Ahora que ella ya la había visto, quería bromear para disipar su conmoción. De acuerdo, le seguiría el juego por el momento y después pensaría en esa herida ya cicatrizada, pero que seguía siendo un punto sensible del cronista deportivo aparentemente invencible.

- Oh, sí es atractiva -replicó con una picara sonrisa-. Diabólicamente atractiva, casi tanto como el pecho velludo. -¿No estás mintiendo?

- No miento, se me hace la boca agua.

- Umm.

Judd clavó la mirada en los labios de ella, de una manera tan intensa y provocativa como sus incisivas palabras pero de una forma muy diferente, y Stevie sintió que el estómago le daba un vuelco.
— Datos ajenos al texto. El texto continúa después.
//! Longest-match tokenizer built on top of the generic parsing engine, run
//! once per declared (non-`support`) LPR start rule.

use llparse_core::grammar::Grammar;
use llparse_core::llspec::Qualifier;
use llparse_core::symbol::Domain;
use llparse_core::Id;

use crate::engine::{Engine, Policy, RunResult};
use crate::glyph::Token;
use crate::reader::SourceReader;

/// Receives every token the lexer driver produces, including ones skipped
/// via `cut_skip_tokens`, before the caller ever sees them.
pub trait LexerObserver {
  fn on_token(&mut self, token: &Token);
}

pub struct NullObserver;
impl LexerObserver for NullObserver {
  fn on_token(&mut self, _token: &Token) {}
}

struct GlyphPolicy<'a> {
  reader: &'a SourceReader,
  cursor: usize,
}

impl<'a> Policy for GlyphPolicy<'a> {
  fn peek(&mut self) -> Id {
    self.reader.glyph_at(self.cursor).map(|g| g.id).unwrap_or(Domain::Glyph.end_of_input())
  }

  fn next(&mut self) {
    if let Some(g) = self.reader.glyph_at(self.cursor) {
      self.cursor += g.byte_len as usize;
    }
  }

  fn reinit_output(&mut self, _start_rule: Id) {}
  fn output_terminal(&mut self, _id: Id) {}
  fn output_nonterminal_begin(&mut self, _id: Id) {}
  fn output_nonterminal_end(&mut self) {}
}

pub struct LexerDriver {
  offset: usize,
  cut_skip_tokens: bool,
  engine: Engine,
  peeked: Option<Token>,
  /// The offset a zero-width (nullable-rule) match was last returned from.
  /// A second match attempt at the same offset is treated as if nothing
  /// matched, so a nullable LPR can't spin forever re-matching the empty
  /// string; it falls through to the failure probe instead.
  last_zero_width_at: Option<usize>,
}

impl LexerDriver {
  pub fn new() -> Self {
    Self { offset: 0, cut_skip_tokens: true, engine: Engine::new(), peeked: None, last_zero_width_at: None }
  }

  pub fn set_cut_skip_tokens(&mut self, value: bool) {
    self.cut_skip_tokens = value;
  }

  pub fn offset(&self) -> usize {
    self.offset
  }

  pub fn seek(&mut self, offset: usize) {
    self.offset = offset;
    self.peeked = None;
    self.last_zero_width_at = None;
  }

  pub fn peek(&mut self, grammar: &Grammar, reader: &SourceReader, observer: &mut dyn LexerObserver) -> Token {
    if let Some(t) = &self.peeked {
      return t.clone();
    }
    let t = self.compute(grammar, reader, observer);
    self.peeked = Some(t.clone());
    t
  }

  pub fn next(&mut self, grammar: &Grammar, reader: &SourceReader, observer: &mut dyn LexerObserver) -> Token {
    let t = self.peek(grammar, reader, observer);
    self.offset = t.byte_offset + t.byte_len;
    self.peeked = None;
    t
  }

  fn try_match(&mut self, grammar: &Grammar, reader: &SourceReader, start: Id) -> Option<usize> {
    let mut policy = GlyphPolicy { reader, cursor: self.offset };
    match self.engine.run(grammar.lpr_table(), start, &mut policy) {
      RunResult::Success => Some(policy.cursor - self.offset),
      RunResult::Aborted => None,
    }
  }

  fn longest_match(&mut self, grammar: &Grammar, reader: &SourceReader) -> Option<(Id, usize)> {
    let mut best: Option<(Id, usize)> = None;
    for start in grammar.lpr_entry_points() {
      if let Some(len) = self.try_match(grammar, reader, start) {
        let better = match best {
          Some((_, blen)) => len > blen,
          None => true,
        };
        if better {
          best = Some((start, len));
        }
      }
    }
    best
  }

  fn compute(&mut self, grammar: &Grammar, reader: &SourceReader, observer: &mut dyn LexerObserver) -> Token {
    loop {
      let at_eof = self.offset >= reader.byte_len();
      // A nullable rule matches everywhere, including at the offset it just
      // matched at with zero width. Treat a repeat of that exact match as a
      // non-match so the driver doesn't spin forever re-emitting it.
      let suppress_repeat = self.last_zero_width_at == Some(self.offset);

      let found = if suppress_repeat { None } else { self.longest_match(grammar, reader) };

      match found {
        Some((id, len)) => {
          let token = Token { id, byte_offset: self.offset, byte_len: len };
          if matches!(grammar.lpr_qualifier(id), Some(Qualifier::Skip)) && self.cut_skip_tokens {
            observer.on_token(&token);
            if len == 0 {
              // a zero-length skip match would never advance `self.offset`;
              // return it rather than spin forever re-matching it.
              return token;
            }
            self.offset += len;
            self.last_zero_width_at = None;
            continue;
          }
          self.last_zero_width_at = if len == 0 { Some(self.offset) } else { None };
          return token;
        }
        None if at_eof => return Token::end_of_input(Domain::Token.end_of_input(), self.offset),
        None => {
          let fail_start = self.offset;
          let mut probe = self.offset;
          loop {
            let Some(g) = reader.glyph_at(probe) else {
              probe = reader.byte_len();
              break;
            };
            probe += g.byte_len as usize;
            if probe >= reader.byte_len() {
              break;
            }
            let saved = self.offset;
            self.offset = probe;
            let matched = self.longest_match(grammar, reader).is_some();
            self.offset = saved;
            if matched {
              break;
            }
          }
          self.last_zero_width_at = None;
          let token = Token { id: Domain::Token.failure(), byte_offset: fail_start, byte_len: probe - fail_start };
          return token;
        }
      }
    }
  }
}

impl Default for LexerDriver {
  fn default() -> Self {
    Self::new()
  }
}

/// Adapts a `LexerDriver` to the parser driver's `TokenSource` trait, so a
/// parser can pull tokens straight off a source buffer.
pub struct LexerTokenSource<'a> {
  pub grammar: &'a Grammar,
  pub reader: &'a SourceReader,
  pub lexer: LexerDriver,
  pub observer: &'a mut dyn LexerObserver,
}

impl<'a> crate::parser::TokenSource for LexerTokenSource<'a> {
  fn peek(&mut self) -> Token {
    self.lexer.peek(self.grammar, self.reader, self.observer)
  }

  fn next(&mut self) -> Token {
    self.lexer.next(self.grammar, self.reader, self.observer)
  }
}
Antes de verse irremediablemente atrapada por su mirada, que parecía atraerla hacia él como un poderoso imán, se dio la vuelta y empezó a sacudir vigorosamente el frasco de loción -¿Dónde quieres que te frote esto?
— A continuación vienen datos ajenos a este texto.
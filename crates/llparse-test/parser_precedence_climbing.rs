//! Scenario 5: a binary-operator precedence rule parses with the right
//! shape and associativity, not just without error.

use llparse_core::llspec::{Opcode, Qualifier};

use crate::utils::{compile, parse_tree, w_emit, Node};

fn grammar() -> llparse_core::Grammar {
  compile(|w| {
    w_emit(w, Opcode::LprDecl { name: "int".into() });
    w_emit(w, Opcode::LprDecl { name: "plus".into() });
    w_emit(w, Opcode::LprDecl { name: "star".into() });
    w_emit(w, Opcode::PprDecl { name: "Expr".into() });

    w_emit(w, Opcode::Lpr { name: "int".into(), qualifier: Qualifier::None });
    w_emit(w, Opcode::Alternative);
    w_emit(w, Opcode::KleenePlus);
    w_emit(w, Opcode::Charset { text: "0-9".into() });
    w_emit(w, Opcode::Close);
    w_emit(w, Opcode::Close);

    w_emit(w, Opcode::Lpr { name: "plus".into(), qualifier: Qualifier::None });
    w_emit(w, Opcode::Alternative);
    w_emit(w, Opcode::String { text: "+".into() });
    w_emit(w, Opcode::Close);

    w_emit(w, Opcode::Lpr { name: "star".into(), qualifier: Qualifier::None });
    w_emit(w, Opcode::Alternative);
    w_emit(w, Opcode::String { text: "*".into() });
    w_emit(w, Opcode::Close);

    // Expr : Int | Expr '+' Expr | Expr '*' Expr, '*' binding tighter.
    w_emit(w, Opcode::Ppr { name: "Expr".into(), qualifier: Qualifier::Precedence });
    w_emit(w, Opcode::Alternative);
    w_emit(w, Opcode::Name { target: "int".into() });
    w_emit(w, Opcode::Alternative);
    w_emit(w, Opcode::Name { target: "Expr".into() });
    w_emit(w, Opcode::Name { target: "plus".into() });
    w_emit(w, Opcode::Name { target: "Expr".into() });
    w_emit(w, Opcode::Alternative);
    w_emit(w, Opcode::Name { target: "Expr".into() });
    w_emit(w, Opcode::Name { target: "star".into() });
    w_emit(w, Opcode::Name { target: "Expr".into() });
    w_emit(w, Opcode::Close);
  })
}

#[test]
fn binds_star_tighter_than_plus() {
  let g = grammar();
  let int_id = g.resolve("int").expect("int declared").0;
  let plus_id = g.resolve("plus").expect("plus declared").0;
  let star_id = g.resolve("star").expect("star declared").0;
  let expr_id = g.resolve("Expr").expect("Expr declared").0;

  let tree = parse_tree(&g, "Expr", "1+2*3");

  let expected = Node::Branch(
    expr_id,
    vec![
      Node::Leaf(int_id),
      Node::Leaf(plus_id),
      Node::Branch(expr_id, vec![Node::Leaf(int_id), Node::Leaf(star_id), Node::Leaf(int_id)]),
    ],
  );
  assert_eq!(tree, expected, "expected 1+2*3 to parse as 1+(2*3)");
}

#[test]
fn left_associates_same_precedence_operators() {
  let g = grammar();
  let expr_id = g.resolve("Expr").expect("Expr declared").0;

  let tree = parse_tree(&g, "Expr", "1+2+3");
  let Node::Branch(id, children) = &tree else { panic!("expected a branch, got {tree:?}") };
  assert_eq!(*id, expr_id);
  // "1+2+3" must be (1+2)+3: the left child is itself an Expr, the right a
  // bare Int leaf.
  assert_eq!(children.len(), 3);
  assert!(matches!(children[0], Node::Branch(i, _) if i == expr_id), "left operand should be a nested Expr: {children:?}");
  assert!(matches!(children[2], Node::Leaf(_)), "right operand should be a bare Int leaf: {children:?}");
}
//! Runtime half of the toolkit: turns a compiled `Grammar` and a source
//! buffer into a running lexer + parser pipeline.

pub mod engine;
pub mod glyph;
pub mod lexer;
pub mod parser;
pub mod reader;

pub use engine::{Engine, Policy, RunResult};
pub use glyph::{Glyph, Token};
pub use lexer::{LexerDriver, LexerObserver, LexerTokenSource, NullObserver as NullLexerObserver};
pub use parser::{ErrorHandler, NullObserver as NullParseObserver, ParseObserver, ParserDriver, TokenSource, VecTokenSource};
pub use reader::SourceReader;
- No lo sé -respondió él en voz baja-, ¿Cuánto vamos a conocernos el uno al otro?

Stevie se dio la vuelta para encontrarlo parado muy cerca de ella, contemplando su cuello mientras jugaba con el extremo de su trenza.

Mientras acariciaba entre los dedos los sedosos mechones, Judd murmuró:

- Ahí hay una silla. O la cama. -¿Quieres que te dé un masaje o no? -Stevie le apartó la mano.

- Sí quiero.

- Entonces siéntate y déjame hacerlo.

- Creo que eso significa que será la silla -dijo en un tono seco, tratando de no sonreír. Retiró la silla del escritorio y se sentó a horcajadas, cruzando los brazos en el respaldo-. Aquí me tienes.
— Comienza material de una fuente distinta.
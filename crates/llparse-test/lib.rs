#[cfg(test)]
mod lexer_basics;

#[cfg(test)]
mod lexer_skip_and_longest_match;

#[cfg(test)]
mod lexer_not_and_failure_probing;

#[cfg(test)]
mod lexer_empty_alternatives;

#[cfg(test)]
mod parser_precedence_climbing;

#[cfg(test)]
mod diagnostics_report;

#[cfg(test)]
mod bootstrap_roundtrip;

#[cfg(test)]
mod cli_repl;

#[cfg(test)]
mod opcode_preced_pred_and_pylon;

mod utils;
Stevie se puso detrás de él. Vació una poco de loción en la palma de su mano y después la frotó contra la otra. Sin embargo, cuando llegó el momento de tocarlo, titubeó. Judd tenía la barbilla apoyada en las manos, pero al fin el titubeo de ella le hizo volver la cabeza. -¿Qué sucede?

- Nada.

- Eso no me quemará ni nada por el estilo, ¿verdad? -¿Tienes miedo?

- Cuando se trata de mi pellejo, podrías apostar que sí. -¿Crees que me lo frotaría en las manos si quemara? -preguntó Stevie mordaz.

- No lo sé. Tal vez sí. He escrito algunas cosas terribles acerca de ti y quizá sería tu forma de vengarte.

- Y vaya que te lo mereces.

La conversación le dio tiempo para armarse de valor. Apoyó las manos en sus hombros desnudos y empezó a frotarle la loción.

- Umm -gimió él, complacido después de un momento-. No está mal.

- Gracias. He tenido mucha práctica. -¿Con quién?

- Con otros jugadores durante giras. -¿Hombres?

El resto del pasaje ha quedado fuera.